Sir Nicholas Scott: We shall need to look carefully at the regulations when they come out, to ensure that they cover that point.
The last point that I should like to make is that the payments of cash to disabled people should, when calculated, provide not only for the actual cost of the provision of care, but for matters such as national insurance, statutory sick pay and insurance, which are necessary for a comprehensive and effective package.
Mr. Alfred Morris (Manchester, Wythenshawe):
I want, first, to thank the Minister for his clearly heartfelt words, which could not have been more felicitously chosen, about the life and passing today of Douglas Jay. For many years, Douglas was my close colleague in this House, and I kept in touch with him after he departed for another place. There are still some right hon. and hon. Members who will remember just how closely at times I worked with him. They will know how very moved I am by his death. I loved his humour and benefited much both from his learning and parliamentary skills. I mourn his passing and will ever cherish his memory.
It is, of course, a pleasure for me to follow my hon.

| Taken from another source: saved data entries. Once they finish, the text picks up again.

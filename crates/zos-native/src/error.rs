//! Native collaborator error types.

use thiserror::Error;

/// Errors surfaced by a native backend call.
///
/// The REST layer never inspects the variant; it forwards the rendered
/// message as the `details` of a 500 response.
#[derive(Debug, Clone, PartialEq, Eq, Error, miette::Diagnostic)]
pub enum NativeError {
    /// Data set, member, file, or job does not exist.
    #[error("{kind} '{name}' not found")]
    #[diagnostic(code(zos_native::not_found))]
    NotFound { kind: &'static str, name: String },

    /// Target of a create already exists.
    #[error("{kind} '{name}' already exists")]
    #[diagnostic(code(zos_native::already_exists))]
    AlreadyExists { kind: &'static str, name: String },

    /// Caller-supplied ETag does not match the current content.
    #[error("etag mismatch for '{name}': expected {expected}, found {actual}")]
    #[diagnostic(code(zos_native::etag_mismatch))]
    EtagMismatch {
        name: String,
        expected: String,
        actual: String,
    },

    /// Operation is not valid for the target in its current state.
    #[error("{0}")]
    #[diagnostic(code(zos_native::invalid))]
    Invalid(String),

    /// Any other failure reported by the native layer.
    #[error("{0}")]
    #[diagnostic(code(zos_native::failed))]
    Failed(String),
}

impl NativeError {
    pub(crate) fn not_found(kind: &'static str, name: impl Into<String>) -> Self {
        Self::NotFound {
            kind,
            name: name.into(),
        }
    }

    pub(crate) fn already_exists(kind: &'static str, name: impl Into<String>) -> Self {
        Self::AlreadyExists {
            kind,
            name: name.into(),
        }
    }
}

/// Result alias for native calls.
pub type NativeResult<T> = std::result::Result<T, NativeError>;
//! In-memory data set catalog.
//!
//! Names are stored upper-cased. Partitioned data sets hold their members in
//! a sorted map so directory listings come back in collating order.

use std::collections::BTreeMap;

use crate::error::{NativeError, NativeResult};
use crate::records::{DataSetAttributes, DataSetEntry, MemberEntry};

use super::content_etag;

/// Volume serial assigned to every allocation.
const DEFAULT_VOLSER: &str = "VOL001";

#[derive(Debug, Clone)]
enum Contents {
    Sequential(String),
    Partitioned(BTreeMap<String, String>),
}

#[derive(Debug, Clone)]
struct CatalogEntry {
    attributes: DataSetAttributes,
    volser: String,
    contents: Contents,
}

/// Cataloged data sets keyed by fully qualified name.
#[derive(Debug, Default)]
pub(crate) struct Catalog {
    entries: BTreeMap<String, CatalogEntry>,
}

/// Split `NAME(MEMBER)` into its data set and member parts.
pub(crate) fn split_member(dsn: &str) -> (String, Option<String>) {
    let dsn = dsn.trim().to_ascii_uppercase();
    if let Some(open) = dsn.find('(') {
        if let Some(member) = dsn[open + 1..].strip_suffix(')') {
            return (dsn[..open].to_string(), Some(member.to_string()));
        }
    }
    (dsn, None)
}

impl Catalog {
    pub(crate) fn list(&self, pattern: &str) -> Vec<DataSetEntry> {
        let pattern = pattern.to_ascii_uppercase();
        self.entries
            .iter()
            .filter(|(name, _)| matches_pattern(name, &pattern))
            .map(|(name, entry)| DataSetEntry {
                name: Some(name.clone()),
                dsorg: entry.attributes.dsorg.clone(),
                volser: Some(entry.volser.clone()),
                migr: Some(false),
                recfm: entry.attributes.recfm.clone(),
            })
            .collect()
    }

    pub(crate) fn members(&self, dsn: &str) -> NativeResult<Vec<MemberEntry>> {
        let (name, _) = split_member(dsn);
        match &self.entry(&name)?.contents {
            Contents::Partitioned(members) => {
                Ok(members.keys().map(MemberEntry::named).collect())
            }
            Contents::Sequential(_) => Err(NativeError::Invalid(format!(
                "data set '{name}' is not partitioned"
            ))),
        }
    }

    pub(crate) fn read(&self, dsn: &str) -> NativeResult<String> {
        let (name, member) = split_member(dsn);
        match (&self.entry(&name)?.contents, member) {
            (Contents::Sequential(data), None) => Ok(data.clone()),
            (Contents::Partitioned(members), Some(member)) => members
                .get(&member)
                .cloned()
                .ok_or_else(|| NativeError::not_found("member", format!("{name}({member})"))),
            (Contents::Partitioned(_), None) => Err(NativeError::Invalid(format!(
                "data set '{name}' is partitioned; a member name is required"
            ))),
            (Contents::Sequential(_), Some(_)) => Err(NativeError::Invalid(format!(
                "data set '{name}' is not partitioned"
            ))),
        }
    }

    /// Replace content, creating the member when absent. Returns the new ETag.
    pub(crate) fn write(&mut self, dsn: &str, data: &str, etag: &str) -> NativeResult<String> {
        let (name, member) = split_member(dsn);
        let entry = self
            .entries
            .get_mut(&name)
            .ok_or_else(|| NativeError::not_found("data set", name.clone()))?;

        let slot = match (&mut entry.contents, member) {
            (Contents::Sequential(text), None) => text,
            (Contents::Partitioned(members), Some(member)) => {
                members.entry(member).or_default()
            }
            (Contents::Partitioned(_), None) => {
                return Err(NativeError::Invalid(format!(
                    "data set '{name}' is partitioned; a member name is required"
                )))
            }
            (Contents::Sequential(_), Some(_)) => {
                return Err(NativeError::Invalid(format!(
                    "data set '{name}' is not partitioned"
                )))
            }
        };

        if !etag.is_empty() {
            let current = content_etag(slot);
            if current != etag {
                return Err(NativeError::EtagMismatch {
                    name: dsn.to_string(),
                    expected: etag.to_string(),
                    actual: current,
                });
            }
        }

        *slot = data.to_string();
        Ok(content_etag(data))
    }

    pub(crate) fn create(&mut self, dsn: &str, attributes: &DataSetAttributes) -> NativeResult<()> {
        let (name, member) = split_member(dsn);
        if member.is_some() {
            return Err(NativeError::Invalid(
                "cannot allocate a data set with a member name".to_string(),
            ));
        }
        validate_name(&name)?;
        if self.entries.contains_key(&name) {
            return Err(NativeError::already_exists("data set", name));
        }

        let mut attributes = attributes.clone();
        if attributes.dsorg.is_none() {
            attributes.dsorg = Some("PS".to_string());
        }
        attributes.dsorg = attributes.dsorg.map(|d| d.to_ascii_uppercase());
        attributes.recfm = Some(
            attributes
                .recfm
                .map(|r| r.to_ascii_uppercase())
                .unwrap_or_else(|| "FB".to_string()),
        );
        attributes.lrecl.get_or_insert(80);

        let contents = if attributes.is_partitioned() {
            Contents::Partitioned(BTreeMap::new())
        } else {
            Contents::Sequential(String::new())
        };

        tracing::debug!(dsn = %name, dsorg = ?attributes.dsorg, "allocated data set");
        self.entries.insert(
            name,
            CatalogEntry {
                attributes,
                volser: DEFAULT_VOLSER.to_string(),
                contents,
            },
        );
        Ok(())
    }

    pub(crate) fn create_member(&mut self, dsn: &str) -> NativeResult<()> {
        let (name, member) = split_member(dsn);
        let member = member
            .filter(|m| !m.is_empty())
            .ok_or_else(|| NativeError::Invalid(format!("'{dsn}' does not name a member")))?;
        let entry = self
            .entries
            .get_mut(&name)
            .ok_or_else(|| NativeError::not_found("data set", name.clone()))?;
        match &mut entry.contents {
            Contents::Partitioned(members) => {
                if members.contains_key(&member) {
                    return Err(NativeError::already_exists("member", format!("{name}({member})")));
                }
                members.insert(member, String::new());
                Ok(())
            }
            Contents::Sequential(_) => Err(NativeError::Invalid(format!(
                "data set '{name}' is not partitioned"
            ))),
        }
    }

    pub(crate) fn delete(&mut self, dsn: &str) -> NativeResult<()> {
        let (name, member) = split_member(dsn);
        match member {
            None => self
                .entries
                .remove(&name)
                .map(|_| ())
                .ok_or_else(|| NativeError::not_found("data set", name)),
            Some(member) => {
                let entry = self
                    .entries
                    .get_mut(&name)
                    .ok_or_else(|| NativeError::not_found("data set", name.clone()))?;
                match &mut entry.contents {
                    Contents::Partitioned(members) => members
                        .remove(&member)
                        .map(|_| ())
                        .ok_or_else(|| {
                            NativeError::not_found("member", format!("{name}({member})"))
                        }),
                    Contents::Sequential(_) => Err(NativeError::Invalid(format!(
                        "data set '{name}' is not partitioned"
                    ))),
                }
            }
        }
    }

    fn entry(&self, name: &str) -> NativeResult<&CatalogEntry> {
        self.entries
            .get(name)
            .ok_or_else(|| NativeError::not_found("data set", name))
    }
}

fn validate_name(name: &str) -> NativeResult<()> {
    if name.is_empty() || name.len() > 44 {
        return Err(NativeError::Invalid(format!(
            "invalid data set name '{name}'"
        )));
    }
    for qualifier in name.split('.') {
        let valid = (1..=8).contains(&qualifier.len())
            && qualifier
                .chars()
                .next()
                .is_some_and(|c| c.is_ascii_alphabetic() || "$#@".contains(c))
            && qualifier
                .chars()
                .all(|c| c.is_ascii_alphanumeric() || "$#@-".contains(c));
        if !valid {
            return Err(NativeError::Invalid(format!(
                "invalid qualifier '{qualifier}' in data set name '{name}'"
            )));
        }
    }
    Ok(())
}

/// Catalog search filter matching.
///
/// `**` spans any number of qualifiers (including none), `*` matches any run
/// of characters within one qualifier and `%` matches exactly one character.
pub(crate) fn matches_pattern(name: &str, pattern: &str) -> bool {
    let name: Vec<&str> = name.split('.').collect();
    let pattern: Vec<&str> = pattern.split('.').collect();
    match_qualifiers(&name, &pattern)
}

fn match_qualifiers(name: &[&str], pattern: &[&str]) -> bool {
    match pattern.split_first() {
        None => name.is_empty(),
        Some((&"**", rest)) => (0..=name.len()).any(|skip| match_qualifiers(&name[skip..], rest)),
        Some((first, rest)) => match name.split_first() {
            Some((head, tail)) => match_qualifier(head.as_bytes(), first.as_bytes())
                && match_qualifiers(tail, rest),
            None => false,
        },
    }
}

fn match_qualifier(text: &[u8], pattern: &[u8]) -> bool {
    match pattern.split_first() {
        None => text.is_empty(),
        Some((b'*', rest)) => (0..=text.len()).any(|skip| match_qualifier(&text[skip..], rest)),
        Some((b'%', rest)) => !text.is_empty() && match_qualifier(&text[1..], rest),
        Some((c, rest)) => text.first() == Some(c) && match_qualifier(&text[1..], rest),
    }
}
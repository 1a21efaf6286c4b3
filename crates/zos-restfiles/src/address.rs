//! Resource addressing: decode path captures into the resource they name.
//!
//! ```text
//! ds/USER.DATA              DataSet
//! ds/USER.PDS(MEM)          DataSetMember
//! ds/USER.PDS/MEM           DataSetMember (slash form)
//! ds/-(VOL001)/USER.DATA    DataSetOnVolume
//! fs/tmp/a.txt              UssPath("/tmp/a.txt")
//! jobs/NAME/JOB00001        Job
//! jobs/J0000001...          Job (correlator)
//! jobs/.../files/2/records  SpoolFile
//! ```

use std::fmt;

use thiserror::Error;

/// A path that does not decode to any resource.
#[derive(Debug, Clone, PartialEq, Eq, Error, miette::Diagnostic)]
#[error("{0}")]
#[diagnostic(code(zos_restfiles::malformed_address))]
pub struct MalformedAddress(pub String);

/// How a job is identified.
#[derive(Debug, Clone, PartialEq, Eq)]
pub enum JobRef {
    /// `jobs/{jobname}/{jobid}`.
    Id {
        jobname: Option<String>,
        jobid: String,
    },
    /// `jobs/{correlator}`.
    Correlator(String),
}

impl JobRef {
    /// Identifier handed to the native layer.
    pub fn native_id(&self) -> &str {
        match self {
            JobRef::Id { jobid, .. } => jobid,
            JobRef::Correlator(correlator) => correlator,
        }
    }
}

impl fmt::Display for JobRef {
    fn fmt(&self, f: &mut fmt::Formatter<'_>) -> fmt::Result {
        match self {
            JobRef::Id {
                jobname: Some(jobname),
                jobid,
            } => write!(f, "{jobname}/{jobid}"),
            JobRef::Id { jobname: None, jobid } => f.write_str(jobid),
            JobRef::Correlator(correlator) => f.write_str(correlator),
        }
    }
}

/// Spool file selector: a numeric key or the job's JCL.
#[derive(Debug, Clone, Copy, PartialEq, Eq)]
pub enum FileKey {
    Jcl,
    Number(u32),
}

impl FileKey {
    pub fn parse(raw: &str) -> Result<Self, MalformedAddress> {
        if raw.eq_ignore_ascii_case("JCL") {
            return Ok(FileKey::Jcl);
        }
        if raw.is_empty() || !raw.bytes().all(|b| b.is_ascii_digit()) {
            return Err(MalformedAddress("file_id must be a number".to_string()));
        }
        raw.parse()
            .map(FileKey::Number)
            .map_err(|_| MalformedAddress("file_id must be a number".to_string()))
    }
}

/// The resource a request operates on.
#[derive(Debug, Clone, PartialEq, Eq)]
pub enum ResourceAddress {
    /// Data set listing filter.
    DataSetLevel { dslevel: String },
    DataSet { name: String },
    DataSetMember { dataset: String, member: String },
    /// A data set or member address qualified by a volume serial.
    DataSetOnVolume {
        volume: String,
        dataset: Box<ResourceAddress>,
    },
    /// USS listing target.
    UssDirectory { path: String },
    UssPath { absolute_path: String },
    /// Job listing filter.
    JobOwner { owner: String },
    /// Job submission target.
    JobQueue,
    Job(JobRef),
    SpoolFiles(JobRef),
    SpoolFile { job: JobRef, key: FileKey },
}

impl ResourceAddress {
    /// Data set name without member or volume.
    pub fn dataset_name(&self) -> Option<&str> {
        match self {
            ResourceAddress::DataSet { name } => Some(name),
            ResourceAddress::DataSetMember { dataset, .. } => Some(dataset),
            ResourceAddress::DataSetOnVolume { dataset, .. } => dataset.dataset_name(),
            _ => None,
        }
    }

    pub fn member_name(&self) -> Option<&str> {
        match self {
            ResourceAddress::DataSetMember { member, .. } => Some(member),
            ResourceAddress::DataSetOnVolume { dataset, .. } => dataset.member_name(),
            _ => None,
        }
    }

    pub fn volume(&self) -> Option<&str> {
        match self {
            ResourceAddress::DataSetOnVolume { volume, .. } => Some(volume),
            _ => None,
        }
    }

    /// Fully qualified `NAME` or `NAME(MEMBER)` as passed to the native layer.
    pub fn qualified_dsn(&self) -> Option<String> {
        let name = self.dataset_name()?;
        Some(match self.member_name() {
            Some(member) => format!("{name}({member})"),
            None => name.to_string(),
        })
    }

    pub fn uss_path(&self) -> Option<&str> {
        match self {
            ResourceAddress::UssPath { absolute_path } => Some(absolute_path),
            ResourceAddress::UssDirectory { path } => Some(path),
            _ => None,
        }
    }

    pub fn job(&self) -> Option<&JobRef> {
        match self {
            ResourceAddress::Job(job)
            | ResourceAddress::SpoolFiles(job)
            | ResourceAddress::SpoolFile { job, .. } => Some(job),
            _ => None,
        }
    }
}

impl fmt::Display for ResourceAddress {
    fn fmt(&self, f: &mut fmt::Formatter<'_>) -> fmt::Result {
        match self {
            ResourceAddress::DataSetLevel { dslevel } => f.write_str(dslevel),
            ResourceAddress::DataSet { .. }
            | ResourceAddress::DataSetMember { .. }
            | ResourceAddress::DataSetOnVolume { .. } => {
                f.write_str(&self.qualified_dsn().unwrap_or_default())
            }
            ResourceAddress::UssDirectory { path } => f.write_str(path),
            ResourceAddress::UssPath { absolute_path } => f.write_str(absolute_path),
            ResourceAddress::JobOwner { owner } => f.write_str(owner),
            ResourceAddress::JobQueue => f.write_str("JES"),
            ResourceAddress::Job(job) | ResourceAddress::SpoolFiles(job) => write!(f, "{job}"),
            ResourceAddress::SpoolFile { job, key } => match key {
                FileKey::Jcl => write!(f, "{job}/JCL"),
                FileKey::Number(n) => write!(f, "{job}/{n}"),
            },
        }
    }
}

/// Decode a data set path capture, with optional `-(VOLSER)/` prefix and
/// `(MEMBER)` or `/MEMBER` suffix.
pub fn parse_data_set(raw: &str) -> Result<ResourceAddress, MalformedAddress> {
    let raw = raw.trim();
    if let Some(rest) = raw.strip_prefix("-(") {
        let close = rest.find(")/").ok_or_else(|| {
            MalformedAddress(format!(
                "volume prefix in '{raw}' must have the form -(VOLSER)/NAME"
            ))
        })?;
        let volume = &rest[..close];
        if volume.is_empty() {
            return Err(MalformedAddress(format!("empty volume serial in '{raw}'")));
        }
        let dataset = parse_dataset_portion(&rest[close + 2..])?;
        return Ok(ResourceAddress::DataSetOnVolume {
            volume: volume.to_string(),
            dataset: Box::new(dataset),
        });
    }
    parse_dataset_portion(raw)
}

fn parse_dataset_portion(raw: &str) -> Result<ResourceAddress, MalformedAddress> {
    if raw.is_empty() {
        return Err(MalformedAddress("data set name is required".to_string()));
    }

    if let Some((dataset, member)) = raw.split_once('/') {
        if member.is_empty() || member.contains(['/', '(', ')']) {
            return Err(MalformedAddress(format!("invalid member path '{raw}'")));
        }
        return member_address(dataset, member, raw);
    }

    match raw.find('(') {
        None => {
            check_dataset_name(raw, raw)?;
            Ok(ResourceAddress::DataSet {
                name: raw.to_string(),
            })
        }
        Some(open) => {
            let member = raw[open + 1..].strip_suffix(')').ok_or_else(|| {
                MalformedAddress(format!("member name in '{raw}' must end with ')'"))
            })?;
            if member.contains(['(', ')']) {
                return Err(MalformedAddress(format!(
                    "unbalanced parentheses in '{raw}'"
                )));
            }
            member_address(&raw[..open], member, raw)
        }
    }
}

/// The data set half of any address form: non-empty, with no member
/// parentheses, path separators or volume prefix of its own.
fn check_dataset_name(dataset: &str, raw: &str) -> Result<(), MalformedAddress> {
    if dataset.is_empty() {
        return Err(MalformedAddress(format!(
            "data set name is missing in '{raw}'"
        )));
    }
    if dataset.starts_with("-(") {
        return Err(MalformedAddress(format!(
            "volume prefix must lead the address in '{raw}'"
        )));
    }
    if dataset.contains(['(', ')', '/']) {
        return Err(MalformedAddress(format!(
            "unbalanced parentheses in '{raw}'"
        )));
    }
    Ok(())
}

fn member_address(
    dataset: &str,
    member: &str,
    raw: &str,
) -> Result<ResourceAddress, MalformedAddress> {
    check_dataset_name(dataset, raw)?;
    if member.is_empty() {
        return Err(MalformedAddress(format!("member name is empty in '{raw}'")));
    }
    Ok(ResourceAddress::DataSetMember {
        dataset: dataset.to_string(),
        member: member.to_string(),
    })
}

/// Make a USS path absolute. Already-absolute paths are returned unchanged.
pub fn absolute_uss_path(raw: &str) -> String {
    if raw.starts_with('/') {
        raw.to_string()
    } else {
        format!("/{raw}")
    }
}

pub fn parse_uss_path(raw: &str) -> ResourceAddress {
    ResourceAddress::UssPath {
        absolute_path: absolute_uss_path(raw),
    }
}

/// Decode a job path capture (everything after `/zosmf/restjobs/jobs/`).
pub fn parse_job_path(raw: &str) -> Result<ResourceAddress, MalformedAddress> {
    let segments: Vec<&str> = raw.trim_matches('/').split('/').collect();
    if segments.iter().any(|s| s.is_empty()) {
        return Err(MalformedAddress(format!("invalid job path '{raw}'")));
    }

    let named = |jobname: &str, jobid: &str| JobRef::Id {
        jobname: Some(jobname.to_string()),
        jobid: jobid.to_string(),
    };
    let correlator = |c: &str| JobRef::Correlator(c.to_string());

    match segments.as_slice() {
        &[c] => Ok(ResourceAddress::Job(correlator(c))),
        &[c, "files"] => Ok(ResourceAddress::SpoolFiles(correlator(c))),
        &[name, id] => Ok(ResourceAddress::Job(named(name, id))),
        &[name, id, "files"] => Ok(ResourceAddress::SpoolFiles(named(name, id))),
        &[c, "files", key, "records"] => Ok(ResourceAddress::SpoolFile {
            job: correlator(c),
            key: FileKey::parse(key)?,
        }),
        &[name, id, "files", key, "records"] => Ok(ResourceAddress::SpoolFile {
            job: named(name, id),
            key: FileKey::parse(key)?,
        }),
        _ => Err(MalformedAddress(format!("unrecognized job resource '{raw}'"))),
    }
}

Friend the Member for Monklands, West (Mr. Clarke) in this debate, and I pay warm tribute to the depth of his concern to improve the Bill in ways that disability
organisations want to achieve. At the same time, I am delighted to see by his side on the Front Bench ourgood and hon. Friend the Member for Paisley, South(Mr. McMaster), in pursuance of his abiding commitment to the cause of extending choice and enhancing the freedom and independence of disabled people.
The intensity and extent of interest in the Bill among disability organisations is demonstrated in all the helpful briefing we have had from them. There should be a word of gratitude also today for organisations which, while they may not have lobbied the House in recent days, were very much involved in the earliest campaigning for direct payments like, for example, the Association of Disabled Professionals, who, five years ago, on 21 March 1991, met the then Secretary of State for Health to press for a nationwide scheme of direct payments. Their concern then, like mine in this debate, was to quicken the pace of progress from paternalism to partnership in addressing the problems and needs of disabled people.
Five years ago, direct payments were being made to disabled people only by a few pioneering local authorities. The fear that they were acting illegally prevented other councils from following suit: in their areas disabled people had to rely for help with personal and domestic tasks on whoever the local authority sent and, as the right hon. Member for Chelsea (Sir N. Scott) said, at times that best suited the council. The people sent to help would only do what they had been trained to do in the way that they had been trained. Often this did not meet the real needs of the disabled person and was not, therefore, to her or his liking. But it was Hobson's choice. Either they docilely accepted what was organised for them or they were shunted into residential care.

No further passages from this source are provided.